● **Activity**
Consider the data that follows and state how many lines contain the string "configuration", using the number alone.

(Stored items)
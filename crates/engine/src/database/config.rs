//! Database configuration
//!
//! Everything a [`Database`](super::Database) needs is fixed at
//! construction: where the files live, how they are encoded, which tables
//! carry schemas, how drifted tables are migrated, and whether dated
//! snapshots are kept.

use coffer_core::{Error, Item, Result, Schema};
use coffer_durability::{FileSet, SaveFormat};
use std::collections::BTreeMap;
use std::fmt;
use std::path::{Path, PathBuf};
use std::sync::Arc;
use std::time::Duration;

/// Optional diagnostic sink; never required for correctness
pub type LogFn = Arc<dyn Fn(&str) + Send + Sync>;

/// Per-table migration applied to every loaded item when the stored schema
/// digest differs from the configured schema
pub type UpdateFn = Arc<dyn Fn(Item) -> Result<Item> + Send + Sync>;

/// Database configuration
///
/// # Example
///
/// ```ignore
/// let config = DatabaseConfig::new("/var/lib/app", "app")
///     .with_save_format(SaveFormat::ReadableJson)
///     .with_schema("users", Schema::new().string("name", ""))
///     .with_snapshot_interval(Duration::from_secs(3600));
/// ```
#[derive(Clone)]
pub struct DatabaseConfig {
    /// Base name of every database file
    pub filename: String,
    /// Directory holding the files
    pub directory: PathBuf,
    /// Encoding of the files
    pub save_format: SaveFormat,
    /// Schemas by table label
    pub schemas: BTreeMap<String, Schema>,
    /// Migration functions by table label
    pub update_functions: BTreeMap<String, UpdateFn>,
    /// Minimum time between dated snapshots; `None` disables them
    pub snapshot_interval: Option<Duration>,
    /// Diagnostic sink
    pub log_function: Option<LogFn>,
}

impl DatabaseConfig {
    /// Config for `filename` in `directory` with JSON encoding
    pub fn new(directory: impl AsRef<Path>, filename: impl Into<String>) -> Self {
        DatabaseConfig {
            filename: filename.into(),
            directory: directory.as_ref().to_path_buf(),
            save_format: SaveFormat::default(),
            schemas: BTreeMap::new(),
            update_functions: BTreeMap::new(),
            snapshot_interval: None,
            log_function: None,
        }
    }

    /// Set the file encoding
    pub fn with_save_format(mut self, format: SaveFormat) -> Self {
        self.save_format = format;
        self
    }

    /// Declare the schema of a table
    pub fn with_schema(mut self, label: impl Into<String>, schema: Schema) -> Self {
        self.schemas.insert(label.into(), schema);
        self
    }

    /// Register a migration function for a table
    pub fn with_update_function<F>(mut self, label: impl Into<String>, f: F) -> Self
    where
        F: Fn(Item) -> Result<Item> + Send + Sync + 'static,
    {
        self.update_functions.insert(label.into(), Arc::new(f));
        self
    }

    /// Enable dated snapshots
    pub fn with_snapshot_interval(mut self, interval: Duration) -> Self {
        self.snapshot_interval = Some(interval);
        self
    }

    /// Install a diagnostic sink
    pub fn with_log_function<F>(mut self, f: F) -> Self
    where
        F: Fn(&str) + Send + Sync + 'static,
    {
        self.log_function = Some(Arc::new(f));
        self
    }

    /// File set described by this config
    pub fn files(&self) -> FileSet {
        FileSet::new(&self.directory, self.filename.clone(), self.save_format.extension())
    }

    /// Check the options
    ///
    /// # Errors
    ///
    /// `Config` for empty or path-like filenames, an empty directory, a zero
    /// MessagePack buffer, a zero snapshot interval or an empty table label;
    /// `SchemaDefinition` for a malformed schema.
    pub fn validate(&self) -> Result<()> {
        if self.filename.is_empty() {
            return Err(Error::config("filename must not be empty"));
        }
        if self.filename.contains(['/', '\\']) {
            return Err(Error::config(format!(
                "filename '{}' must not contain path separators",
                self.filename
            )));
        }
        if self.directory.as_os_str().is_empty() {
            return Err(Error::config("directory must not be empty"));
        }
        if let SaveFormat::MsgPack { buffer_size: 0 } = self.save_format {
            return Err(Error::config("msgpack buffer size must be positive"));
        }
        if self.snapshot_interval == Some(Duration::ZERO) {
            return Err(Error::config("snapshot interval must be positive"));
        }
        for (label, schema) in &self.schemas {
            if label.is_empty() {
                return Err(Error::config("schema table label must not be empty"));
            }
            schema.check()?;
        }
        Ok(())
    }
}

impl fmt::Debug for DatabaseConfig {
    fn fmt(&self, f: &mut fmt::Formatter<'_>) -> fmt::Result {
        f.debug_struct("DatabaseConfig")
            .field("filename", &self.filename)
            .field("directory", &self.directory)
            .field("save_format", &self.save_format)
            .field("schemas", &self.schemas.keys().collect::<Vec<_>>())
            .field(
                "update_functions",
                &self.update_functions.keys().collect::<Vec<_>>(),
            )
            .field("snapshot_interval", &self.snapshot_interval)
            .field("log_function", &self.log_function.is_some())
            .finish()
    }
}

● **Finished task**
2